(Stored data)
──────

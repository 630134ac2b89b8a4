//! Read-only algorithms over step trees
//!
//! All traversals are pre-order: a step, then its structural children
//! (router branches in index order, or the loop body), then its successor.
//! Successor chains are walked iteratively; recursion only happens when
//! descending into branches and loop bodies.

use std::collections::HashSet;

use crate::constants::defaults;
use crate::error::{FlowError, Result};
use crate::types::{Step, StepKind};

/// Find a step by name in the tree rooted at `root`
pub fn get_step<'a>(root: &'a Step, name: &str) -> Option<&'a Step> {
    let mut current = Some(root);
    while let Some(step) = current {
        if step.name == name {
            return Some(step);
        }
        for child in step.children() {
            if let Some(found) = get_step(child, name) {
                return Some(found);
            }
        }
        current = step.next_action.as_deref();
    }
    None
}

/// Find a step by name, failing with `StepNotFound` if absent
pub fn get_step_or_err<'a>(root: &'a Step, name: &str) -> Result<&'a Step> {
    get_step(root, name).ok_or_else(|| FlowError::not_found(name))
}

/// All steps of the tree in traversal order
pub fn get_all_steps(root: &Step) -> Vec<&Step> {
    let mut steps = Vec::new();
    collect_steps(root, &mut steps);
    steps
}

fn collect_steps<'a>(root: &'a Step, out: &mut Vec<&'a Step>) {
    let mut current = Some(root);
    while let Some(step) = current {
        out.push(step);
        for child in step.children() {
            collect_steps(child, out);
        }
        current = step.next_action.as_deref();
    }
}

/// Names of every step in the tree
pub fn all_step_names(root: &Step) -> HashSet<String> {
    get_all_steps(root).into_iter().map(|s| s.name.clone()).collect()
}

/// Display names of every step in the tree
pub fn all_display_names(root: &Step) -> HashSet<String> {
    get_all_steps(root)
        .into_iter()
        .map(|s| s.display_name.clone())
        .collect()
}

/// Every step visited on the way from `root` to the named step, including it.
///
/// The path holds both structural ancestors (routers and loops containing the
/// step) and the predecessors of each chain the walk passes through.
pub fn find_path_to_step<'a>(root: &'a Step, name: &str) -> Result<Vec<&'a Step>> {
    let mut path = Vec::new();
    if walk_to(root, name, &mut path) {
        Ok(path)
    } else {
        Err(FlowError::not_found(name))
    }
}

fn walk_to<'a>(root: &'a Step, name: &str, path: &mut Vec<&'a Step>) -> bool {
    let start = path.len();
    let mut current = Some(root);
    while let Some(step) = current {
        path.push(step);
        if step.name == name {
            return true;
        }
        for child in step.children() {
            if walk_to(child, name, path) {
                return true;
            }
        }
        current = step.next_action.as_deref();
    }
    path.truncate(start);
    false
}

/// Whether `descendant_name` lives inside a branch or the loop body of `ancestor`.
///
/// Steps in the ancestor's own successor chain are siblings, not children.
pub fn is_child_of(ancestor: &Step, descendant_name: &str) -> bool {
    ancestor
        .children()
        .into_iter()
        .any(|child| get_step(child, descendant_name).is_some())
}

/// Index of the router branch whose subtree contains `descendant_name`
pub fn branch_index_of(router: &Step, descendant_name: &str) -> Option<usize> {
    match &router.kind {
        StepKind::Router { branches } => branches.iter().position(|branch| {
            branch
                .first_action
                .as_deref()
                .is_some_and(|head| get_step(head, descendant_name).is_some())
        }),
        _ => None,
    }
}

/// Structural ancestors (routers and loops containing the step), outermost first
pub fn find_structural_ancestors<'a>(root: &'a Step, name: &str) -> Result<Vec<&'a Step>> {
    let path = find_path_to_step(root, name)?;
    Ok(path
        .into_iter()
        .filter(|candidate| is_child_of(candidate, name))
        .collect())
}

/// Smallest unused `step_N` name (N starting at 1)
pub fn find_unused_name(existing: &HashSet<String>) -> String {
    find_unused_name_with_prefix(existing, defaults::STEP_NAME_PREFIX)
}

/// Smallest unused `{prefix}_N` name (N starting at 1)
///
/// Names minted for a batch must be added to `existing` before asking again.
pub fn find_unused_name_with_prefix(existing: &HashSet<String>, prefix: &str) -> String {
    (1..)
        .map(|i| format!("{}_{}", prefix, i))
        .find(|candidate| !existing.contains(candidate))
        .unwrap_or_else(|| format!("{}_{}", prefix, existing.len() + 1))
}

#[cfg(test)]
mod tests {
    use super::*;
    use crate::fixtures::{names, sample_flow};

    #[test]
    fn test_get_all_steps_preorder() {
        let flow = sample_flow();
        let all = get_all_steps(&flow.trigger);
        assert_eq!(
            names(&all),
            vec![
                "trigger", "step_1", "step_2", "step_3", "step_4", "step_5", "step_6", "step_7",
                "step_8", "step_9", "step_10"
            ]
        );
    }

    #[test]
    fn test_get_step() {
        let flow = sample_flow();
        assert_eq!(get_step(&flow.trigger, "step_9").unwrap().display_name, "Send");
        assert!(get_step(&flow.trigger, "step_99").is_none());

        let err = get_step_or_err(&flow.trigger, "step_99").unwrap_err();
        assert!(matches!(err, FlowError::StepNotFound(name) if name == "step_99"));
    }

    #[test]
    fn test_find_path_to_step() {
        let flow = sample_flow();
        let path = find_path_to_step(&flow.trigger, "step_6").unwrap();
        assert_eq!(
            names(&path),
            vec!["trigger", "step_1", "step_2", "step_3", "step_4", "step_5", "step_6"]
        );

        // Earlier siblings that do not contain the target are not kept
        let path = find_path_to_step(&flow.trigger, "step_10").unwrap();
        assert_eq!(
            names(&path),
            vec!["trigger", "step_1", "step_2", "step_7", "step_10"]
        );

        assert!(matches!(
            find_path_to_step(&flow.trigger, "missing"),
            Err(FlowError::StepNotFound(_))
        ));
    }

    #[test]
    fn test_is_child_of_excludes_successors() {
        let flow = sample_flow();
        let router = get_step(&flow.trigger, "step_2").unwrap();
        assert!(is_child_of(router, "step_3"));
        assert!(is_child_of(router, "step_6"));
        assert!(!is_child_of(router, "step_7"));
        assert!(!is_child_of(router, "step_2"));

        let inner = get_step(&flow.trigger, "step_8").unwrap();
        assert!(is_child_of(inner, "step_9"));

        let action = get_step(&flow.trigger, "step_1").unwrap();
        assert!(!is_child_of(action, "step_2"));
    }

    #[test]
    fn test_branch_index_and_structural_ancestors() {
        let flow = sample_flow();
        let router = get_step(&flow.trigger, "step_2").unwrap();
        assert_eq!(branch_index_of(router, "step_5"), Some(0));
        assert_eq!(branch_index_of(router, "step_10"), None);

        let ancestors = find_structural_ancestors(&flow.trigger, "step_5").unwrap();
        assert_eq!(names(&ancestors), vec!["step_2", "step_4"]);

        let ancestors = find_structural_ancestors(&flow.trigger, "step_9").unwrap();
        assert_eq!(names(&ancestors), vec!["step_7", "step_8"]);
    }

    #[test]
    fn test_find_unused_name() {
        let mut existing: HashSet<String> = ["step_1", "step_2", "step_4"]
            .iter()
            .map(|s| s.to_string())
            .collect();

        let first = find_unused_name(&existing);
        assert_eq!(first, "step_3");
        existing.insert(first);
        assert_eq!(find_unused_name(&existing), "step_5");
        assert_eq!(find_unused_name_with_prefix(&existing, "trigger"), "trigger_1");
    }
}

──────

**ABOUT THIS EXERCISE**
Look over the entries for "branches", then copy every line that includes that string.

**YOUR RESPONSE**
//! (router branches in index order, or the loop body), then its successor.
//! descending into branches and loop bodies.
        StepKind::Router { branches } => branches.iter().position(|branch| {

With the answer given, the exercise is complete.